------------------------------------------------------------------------------------------------------------------
Nastał kolejny, zwykły poranek, jak każdy inny. Ptaki
zaszczycają przechodniów swą co poranną pieśnią, a lekki wiaterek kołysze
koronami starych, wielkich drzew które pamiętają zapewne wiele z historii
Konohy, i gdyby potrafiły mówić, opowiedziały by zapewne młodemu pokoleniu, o
wielkich i dumnych wojownikach stąpających u podnóży ich pni. Właśnie obok
jednego z takich drzew znajdował się dom pewnego niebieskookiego chłopaka,
który właśnie sobie smacznie drzemał. Po wczorajszym, dość późnym powrocie do
domu, nie myślał o niczym oprócz snu. Chociaż on nie był typem rannego ptaszka.

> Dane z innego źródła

//! Dual-captain result reporting
//!
//! A result only counts once both captains have reported the same winner.
//! Disagreement wipes the round and both captains start over.

use crate::error::{LobbyError, LobbyResult};
use crate::types::{LobbyId, Outcome, PerTeam, Team};
use serde::{Deserialize, Serialize};

/// What a report did to the round
#[derive(Debug, Clone, Copy, PartialEq, Eq)]
pub enum Verdict {
    /// First report recorded, waiting for the other captain
    Pending { claimed_winner: Team },
    /// Both captains named `winner`. The round is left untouched so a failed
    /// commit can be retried from the same state.
    Agreed { winner: Team },
    /// Captains disagreed; the round has been reset
    Conflict,
}

/// Reporting state of one lobby
#[derive(Debug, Clone, Default, PartialEq, Eq, Serialize, Deserialize)]
pub struct ReportRound {
    declared_winner: Option<Team>,
    awaiting_confirmation: bool,
    reported: PerTeam<bool>,
}

impl ReportRound {
    pub fn declared_winner(&self) -> Option<Team> {
        self.declared_winner
    }

    pub fn awaiting_confirmation(&self) -> bool {
        self.awaiting_confirmation
    }

    pub fn has_reported(&self, team: Team) -> bool {
        *self.reported.get(team)
    }

    /// Clear the declared winner and both report flags
    pub fn reset(&mut self) {
        *self = Self::default();
    }

    /// Fix the winner without consensus (forced result)
    pub fn declare(&mut self, winner: Team) {
        self.declared_winner = Some(winner);
    }

    /// Record `reporter`'s claim about their own team
    pub fn report(
        &mut self,
        lobby_id: LobbyId,
        reporter: Team,
        outcome: Outcome,
    ) -> LobbyResult<Verdict> {
        if self.has_reported(reporter) {
            return Err(LobbyError::AlreadyReported {
                lobby_id,
                team: reporter,
            });
        }

        let claimed_winner = outcome.winner_for(reporter);

        match (self.awaiting_confirmation, self.declared_winner) {
            (true, Some(declared)) if declared == claimed_winner => {
                Ok(Verdict::Agreed { winner: declared })
            }
            (true, _) => {
                self.reset();
                Ok(Verdict::Conflict)
            }
            (false, _) => {
                self.declared_winner = Some(claimed_winner);
                *self.reported.get_mut(reporter) = true;
                self.awaiting_confirmation = true;
                Ok(Verdict::Pending { claimed_winner })
            }
        }
    }
}

#[cfg(test)]
mod tests {
    use super::*;

    #[test]
    fn test_first_report_is_provisional() {
        let mut round = ReportRound::default();
        let verdict = round.report(1, Team::B, Outcome::Loss).unwrap();

        assert_eq!(
            verdict,
            Verdict::Pending {
                claimed_winner: Team::A
            }
        );
        assert_eq!(round.declared_winner(), Some(Team::A));
        assert!(round.awaiting_confirmation());
        assert!(round.has_reported(Team::B));
        assert!(!round.has_reported(Team::A));
    }

    #[test]
    fn test_second_report_cannot_come_from_same_captain() {
        let mut round = ReportRound::default();
        round.report(4, Team::A, Outcome::Win).unwrap();
        let before = round.clone();

        let err = round.report(4, Team::A, Outcome::Loss).unwrap_err();
        assert_eq!(
            err,
            LobbyError::AlreadyReported {
                lobby_id: 4,
                team: Team::A
            }
        );
        assert_eq!(round, before);
    }

    #[test]
    fn test_agreement_does_not_mutate() {
        let mut round = ReportRound::default();
        round.report(1, Team::A, Outcome::Win).unwrap();
        let before = round.clone();

        let verdict = round.report(1, Team::B, Outcome::Loss).unwrap();
        assert_eq!(verdict, Verdict::Agreed { winner: Team::A });
        assert_eq!(round, before);
    }

    #[test]
    fn test_conflict_resets_round() {
        let mut round = ReportRound::default();
        round.report(1, Team::A, Outcome::Win).unwrap();

        // both captains claim the win
        let verdict = round.report(1, Team::B, Outcome::Win).unwrap();
        assert_eq!(verdict, Verdict::Conflict);
        assert_eq!(round, ReportRound::default());

        // the round can be reported again from scratch, in either order
        round.report(1, Team::B, Outcome::Win).unwrap();
        let verdict = round.report(1, Team::A, Outcome::Loss).unwrap();
        assert_eq!(verdict, Verdict::Agreed { winner: Team::B });
    }
}
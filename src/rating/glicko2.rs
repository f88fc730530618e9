//! Glicko-2 rating engine backed by the skillratings crate

use crate::config::RatingConfig;
use crate::error::{Result, ServiceError};
use crate::rating::engine::{RatingEngine, RatingPeriod};
use crate::types::RatingSnapshot;
use skillratings::glicko2::{glicko2_rating_period, Glicko2Config, Glicko2Rating};
use skillratings::Outcomes;

/// Glicko-2 engine. Each participant is rated once per period against the
/// pre-period ratings of everyone it met.
#[derive(Debug, Clone)]
pub struct Glicko2Engine {
    config: Glicko2Config,
}

impl Glicko2Engine {
    pub fn new(config: &RatingConfig) -> Result<Self> {
        if config.tau <= 0.0 {
            return Err(ServiceError::ConfigurationError {
                message: "Glicko-2 tau must be positive".to_string(),
            }
            .into());
        }
        if config.convergence_tolerance <= 0.0 {
            return Err(ServiceError::ConfigurationError {
                message: "Glicko-2 convergence tolerance must be positive".to_string(),
            }
            .into());
        }

        Ok(Self {
            config: Glicko2Config {
                tau: config.tau,
                convergence_tolerance: config.convergence_tolerance,
            },
        })
    }
}

impl Default for Glicko2Engine {
    fn default() -> Self {
        Self {
            config: Glicko2Config::new(),
        }
    }
}

impl RatingEngine for Glicko2Engine {
    fn rate_period(&self, period: &RatingPeriod) -> Result<Vec<RatingSnapshot>> {
        period.validate()?;

        let before: Vec<Glicko2Rating> = period
            .participants
            .iter()
            .map(|snapshot| (*snapshot).into())
            .collect();

        let mut games: Vec<Vec<(Glicko2Rating, Outcomes)>> = vec![Vec::new(); before.len()];
        for result in &period.results {
            games[result.winner].push((before[result.loser], Outcomes::WIN));
            games[result.loser].push((before[result.winner], Outcomes::LOSS));
        }

        let updated = before
            .iter()
            .zip(games.iter())
            .map(|(player, results)| {
                let rated = glicko2_rating_period(player, results, &self.config);
                if rated.rating.is_finite()
                    && rated.deviation.is_finite()
                    && rated.volatility.is_finite()
                {
                    Ok(RatingSnapshot::from(rated))
                } else {
                    Err(ServiceError::InternalError {
                        message: format!("Glicko-2 produced a non-finite rating: {:?}", rated),
                    }
                    .into())
                }
            })
            .collect::<Result<Vec<_>>>()?;

        Ok(updated)
    }

    fn name(&self) -> &'static str {
        "glicko2"
    }
}
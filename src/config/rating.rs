//! Rating system configuration

use serde::{Deserialize, Serialize};

use crate::types::RatingSnapshot;

/// Glicko-2 parameters and new-player defaults
#[derive(Debug, Clone, PartialEq, Serialize, Deserialize)]
#[serde(default)]
pub struct RatingConfig {
    pub default_rating: f64,
    pub default_deviation: f64,
    pub default_volatility: f64,
    /// System constant constraining volatility change over time
    pub tau: f64,
    pub convergence_tolerance: f64,
}

impl RatingConfig {
    /// Rating tuple assigned to a newly registered player
    pub fn initial_rating(&self) -> RatingSnapshot {
        RatingSnapshot {
            rating: self.default_rating,
            deviation: self.default_deviation,
            volatility: self.default_volatility,
        }
    }
}

impl Default for RatingConfig {
    fn default() -> Self {
        Self {
            default_rating: 1500.0,
            default_deviation: 350.0,
            default_volatility: 0.06,
            tau: 0.5,
            convergence_tolerance: 0.000_001,
        }
    }
}
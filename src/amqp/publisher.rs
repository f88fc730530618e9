//! AMQP event publisher for outbound lobby events

use crate::amqp::messages::{MessageEnvelope, EVENTS_EXCHANGE};
use crate::error::{Result, ServiceError};
use crate::types::*;
use amqprs::{
    channel::{BasicPublishArguments, Channel, ExchangeDeclareArguments},
    BasicProperties,
};
use async_trait::async_trait;
use std::collections::HashSet;
use std::time::Duration;
use tokio::time::sleep;
use tracing::{debug, error, info, warn};

/// Sink for lobby events
#[async_trait]
pub trait EventPublisher: Send + Sync {
    /// Publish one event
    async fn publish(&self, event: LobbyEvent) -> Result<()>;
}

/// Configuration for event publishing
#[derive(Debug, Clone)]
pub struct PublisherConfig {
    pub exchange: String,
    pub max_retries: u32,
    pub retry_delay_ms: u64,
    pub enable_deduplication: bool,
}

impl Default for PublisherConfig {
    fn default() -> Self {
        Self {
            exchange: EVENTS_EXCHANGE.to_string(),
            max_retries: 3,
            retry_delay_ms: 500,
            enable_deduplication: true,
        }
    }
}

/// AMQP-based event publisher implementation
pub struct AmqpEventPublisher {
    channel: Channel,
    config: PublisherConfig,
    published_messages: std::sync::Mutex<HashSet<String>>, // For deduplication
}

impl AmqpEventPublisher {
    /// Create a new event publisher and declare its exchange
    pub async fn new(channel: Channel, config: PublisherConfig) -> Result<Self> {
        let publisher = Self {
            channel,
            config,
            published_messages: std::sync::Mutex::new(HashSet::new()),
        };

        publisher.setup_exchange().await?;

        Ok(publisher)
    }

    async fn setup_exchange(&self) -> Result<()> {
        let args = ExchangeDeclareArguments::new(&self.config.exchange, "topic")
            .durable(true)
            .finish();
        self.channel.exchange_declare(args).await.map_err(|e| {
            ServiceError::AmqpConnectionFailed {
                message: format!(
                    "Failed to declare events exchange {}: {}",
                    self.config.exchange, e
                ),
            }
        })?;

        info!("Declared events exchange: {}", self.config.exchange);
        Ok(())
    }

    fn already_published(&self, correlation_id: &str) -> Result<bool> {
        let published = self
            .published_messages
            .lock()
            .map_err(|_| ServiceError::InternalError {
                message: "Failed to acquire published messages lock".to_string(),
            })?;
        Ok(published.contains(correlation_id))
    }

    /// Publish an envelope with retry and exponential backoff
    async fn publish_envelope(&self, envelope: &MessageEnvelope<LobbyEvent>) -> Result<()> {
        if self.config.enable_deduplication && self.already_published(&envelope.correlation_id)? {
            debug!(
                "Message {} already published, skipping",
                envelope.correlation_id
            );
            return Ok(());
        }

        let mut retry_count = 0;
        let mut delay = Duration::from_millis(self.config.retry_delay_ms);

        loop {
            match self.try_publish(envelope).await {
                Ok(_) => {
                    if self.config.enable_deduplication {
                        let mut published = self.published_messages.lock().map_err(|_| {
                            ServiceError::InternalError {
                                message: "Failed to acquire published messages lock".to_string(),
                            }
                        })?;
                        published.insert(envelope.correlation_id.clone());
                    }

                    debug!(
                        "Published {} ({}) to {}",
                        envelope.routing_key, envelope.correlation_id, self.config.exchange
                    );
                    return Ok(());
                }
                Err(e) => {
                    retry_count += 1;
                    if retry_count > self.config.max_retries {
                        error!(
                            "Failed to publish message {} after {} retries: {}",
                            envelope.correlation_id, self.config.max_retries, e
                        );
                        return Err(e);
                    }

                    warn!(
                        "Publish attempt {} failed for message {}: {}. Retrying in {:?}",
                        retry_count, envelope.correlation_id, e, delay
                    );

                    sleep(delay).await;
                    delay = Duration::from_millis((delay.as_millis() as u64 * 2).min(5000));
                }
            }
        }
    }

    /// Single publish attempt
    async fn try_publish(&self, envelope: &MessageEnvelope<LobbyEvent>) -> Result<()> {
        let payload = envelope.to_bytes()?;

        let args = BasicPublishArguments::new(&self.config.exchange, &envelope.routing_key);
        let mut properties = BasicProperties::default();
        properties
            .with_message_id(&envelope.correlation_id)
            .with_timestamp(envelope.timestamp.timestamp() as u64)
            .with_content_type("application/json")
            .with_persistence(true);

        self.channel
            .basic_publish(properties, payload, args)
            .await
            .map_err(|e| ServiceError::AmqpConnectionFailed {
                message: format!("Failed to publish message: {}", e),
            })?;

        Ok(())
    }

    /// Get number of cached message IDs (for monitoring)
    pub fn cached_message_count(&self) -> usize {
        self.published_messages
            .lock()
            .map(|cache| cache.len())
            .unwrap_or(0)
    }
}

#[async_trait]
impl EventPublisher for AmqpEventPublisher {
    async fn publish(&self, event: LobbyEvent) -> Result<()> {
        let envelope = MessageEnvelope::for_event(event);
        self.publish_envelope(&envelope).await
    }
}

/// Publisher that drops every event, used for dry runs
#[derive(Debug, Default)]
pub struct NoOpEventPublisher;

#[async_trait]
impl EventPublisher for NoOpEventPublisher {
    async fn publish(&self, event: LobbyEvent) -> Result<()> {
        debug!(
            "Dry run: dropping {} for lobby #{}",
            event.name(),
            event.lobby_id()
        );
        Ok(())
    }
}

/// Mock event publisher for testing; records every event it accepts
#[derive(Debug, Default)]
pub struct MockEventPublisher {
    published_events: std::sync::Mutex<Vec<LobbyEvent>>,
    failing: std::sync::atomic::AtomicBool,
}

impl MockEventPublisher {
    pub fn new() -> Self {
        Self::default()
    }

    /// Make every following publish fail without recording
    pub fn set_failing(&self, failing: bool) {
        self.failing
            .store(failing, std::sync::atomic::Ordering::SeqCst);
    }

    /// All published events, oldest first
    pub fn events(&self) -> Vec<LobbyEvent> {
        self.published_events
            .lock()
            .map(|events| events.clone())
            .unwrap_or_default()
    }

    /// Names of all published events (for testing)
    pub fn get_published_events(&self) -> Vec<String> {
        self.events()
            .iter()
            .map(|event| event.name().to_string())
            .collect()
    }

    /// Clear published events (for testing)
    pub fn clear_events(&self) {
        if let Ok(mut events) = self.published_events.lock() {
            events.clear();
        }
    }
}

#[async_trait]
impl EventPublisher for MockEventPublisher {
    async fn publish(&self, event: LobbyEvent) -> Result<()> {
        if self.failing.load(std::sync::atomic::Ordering::SeqCst) {
            return Err(ServiceError::AmqpConnectionFailed {
                message: format!("refusing to publish {}", event.name()),
            }
            .into());
        }
        if let Ok(mut events) = self.published_events.lock() {
            events.push(event);
        }
        Ok(())
    }
}
//! Metrics and monitoring for the pickup-room service
//!
//! Prometheus metrics collection plus the HTTP server exposing health,
//! readiness, metrics and stats endpoints.

pub mod collector;
pub mod health;

pub use collector::{
    CommandMetrics, LobbyMetrics, MetricsCollector, MetricsTimer, PerformanceMetrics,
    ServiceMetrics,
};
pub use health::{HealthServer, HealthServerConfig};

use std::sync::Arc;

/// Metrics collector and the health server exposing it
#[derive(Clone)]
pub struct MetricsService {
    collector: Arc<MetricsCollector>,
    health_server: Arc<HealthServer>,
}

impl MetricsService {
    pub fn new(collector: Arc<MetricsCollector>, health_server: Arc<HealthServer>) -> Self {
        Self {
            collector,
            health_server,
        }
    }

    /// Get the metrics collector
    pub fn collector(&self) -> Arc<MetricsCollector> {
        self.collector.clone()
    }

    pub fn health_server(&self) -> Arc<HealthServer> {
        self.health_server.clone()
    }

    /// Serve the health endpoints until stopped
    pub async fn start(&self) -> anyhow::Result<()> {
        self.health_server.start().await
    }

    /// Stop the metrics service
    pub async fn stop(&self) -> anyhow::Result<()> {
        self.health_server.stop().await
    }
}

Dla niego 10.00 rano, to wczesna pora! Właśnie przekręcał się na drugi bok, gdy
jego uszy zaczął drażnić dźwięk uporczywego walenia w drzwi. Ignorując go,
zasłonił głowę poduszką, chcąc się odizolować od tego uporczywego pukania. Po
kilku minutach nieprzerwanie mąconej ciszy miarka się przebrała. Zdenerwowany
na maksa, wstał i udał się do łazienki aby się umyć i ubrać. Wiedział że już
dzisiejszego dnia raczej nie zaśnie, więc chciał mieć to już za sobą. Raczej
nie będzie paradował po mieszkaniu w samych bokserkach. Po tych czynnościach skierował
się w stronę drzwi, nawet nie otwierając oczu. Gdy znalazł się już przed nimi z
całej siły otworzył je nawet nie spoglądając na natarczywego gościa.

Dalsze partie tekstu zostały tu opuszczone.